Measurement invariance (MI) is a concept used in psychology, sociology, and education research which purports to describe the property that is being measured across different groups and/or contexts (eg Boorsboom, 2006), while measurement noninvariance (MNI) means that “a construct has a different structure or meaning to different groups or on different measurement occasions in the same group, and so the construct cannot be meaningfully tested or construed across groups or across time” (Putnick and Borstein, 2017). MI assumes that psychological constructs are measurable and that the same construct can be measured across different groups and contexts.

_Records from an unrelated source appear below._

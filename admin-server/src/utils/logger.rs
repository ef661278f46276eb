//! Logging Infrastructure
//!
//! Structured logging setup with support for both development and production environments.

use std::path::Path;

/// Initialize the logger
pub fn init_logger() {
    init_logger_with_file(None, None);
}

/// Initialize the logger with optional file output
pub fn init_logger_with_file(log_level: Option<&str>, log_dir: Option<&str>) {
    let level = log_level
        .map(str::to_string)
        .or_else(|| std::env::var("LOG_LEVEL").ok())
        .unwrap_or_else(|| "info".to_string());

    let subscriber = tracing_subscriber::fmt()
        .with_max_level(level.parse().unwrap_or(tracing::Level::INFO))
        .with_file(false)
        .with_line_number(false)
        .with_thread_ids(false)
        .with_target(false);

    // Add file output if log_dir is provided
    if let Some(dir) = log_dir {
        let log_path = Path::new(dir);
        if log_path.exists()
            && let Some(dir_str) = log_path.to_str()
        {
            let file_appender = tracing_appender::rolling::daily(dir_str, "admin-server");
            subscriber.with_writer(file_appender).init();
            return;
        }
    }

    subscriber.init();
}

But MI doesn’t need to be a concrete physical reality to show that the construct that’s supposedly being measured is the same between cultures/contexts, so the story goes. Furthermore, establishing MI is important in showing that a construct is a valid one—that is, if a so-called measure is construct valid. But upon further examination of MI, the concept seems to be highly flawed. It assumes that psychological constructs are fixed, objective and can be measured with the same precision as physical objects. However, this assumption runs counter to the arguments I’ve been making for years about the immateriality of mind and psychological processes along with the limits of scientific inquiry.

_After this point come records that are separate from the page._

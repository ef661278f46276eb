//! Category API module

mod handler;

use axum::{
    Router,
    routing::{get, post},
};

use crate::core::ServerState;

pub fn router() -> Router<ServerState> {
    Router::new().nest("/admin/category", routes())
}

fn routes() -> Router<ServerState> {
    Router::new()
        .route(
            "/",
            post(handler::create)
                .put(handler::update)
                .delete(handler::remove),
        )
        .route("/page", get(handler::page))
        .route("/list", get(handler::list))
        .route("/status/{status}", post(handler::update_status))
}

In this article, I will provide an argument against the concept of MI and defend it’s premises, arguing that MI is an unrealistic, invalid concept due to the assumptions both implicit and explicit in the concept. Further, if a test is measurement invariant, then scores are comparable between groups and any differences between the groups can be said to be down to true differences in the hypothesized construct that is supposedly being measured. But if this construct is a psychological one, then there is no measurement occurring. But it is important to note that even if a test is so-called measurement invariant, that does not mean that a test is free from bias.
Arguing against measurement invariance
So MI is concerned with operationalizing and measuring certain indicators. However, since MI assumes that the underlying psychological construct that is purported to be measured exists, is objective, and a stable entity that can be measured accurately can be seen to be a form of reification, just like the concept of “general intelligence.” Although I reject MI due to its conceptual and theoretical assumptions as I will argue below, it is worth noting that Wicherts (2016; cf Shuttleworth-Edwards, 2016) showed that not all IQ tests are measurement invariant—that is, some are measurement noninvariant. Wicherts states that “psychological test scores need to be valid and reliable“—though I am not aware of any IQ test that is indeed construct valid (Richardson and Norgate, 2015).
Construct validity (CV) is also related to the overarching arguments I will mount. CV refers to whether or not a test or measure accurately assessed what it is purported it does. So when it comes to. CV for “intelligence” and other psychological traits, how can CV be established if there is no physicality to the construct—if they are immaterial? Further, the neurosciences have attempted to show CV for IQ, but this fails too.
I’m not really worried about whether or not IQ tests results are or are not measurement invariant. I am, however, concerned with the conceptual and theoretical underpinnings and assumptions of MI. It is these assumptions and theoretical underpinnings, I will argue, that invalidate the concept of MI. Long-time readers will know that I argue against the materiality (and so argue for) of psychological traits. Since MI is concerned with operationalizing and measuring certain indicators that supposedly relate to the constructs in question, the arguments I am about to give and have given in the past completely invalidate MI. These arguments are conceptual, and so empirical evidence is irrelevant to them. MI assumes that psychological constructs are measurable—that is, there is a physical basis for psychological constructs. Though, metaphysical/philosophical arguments refute this claim.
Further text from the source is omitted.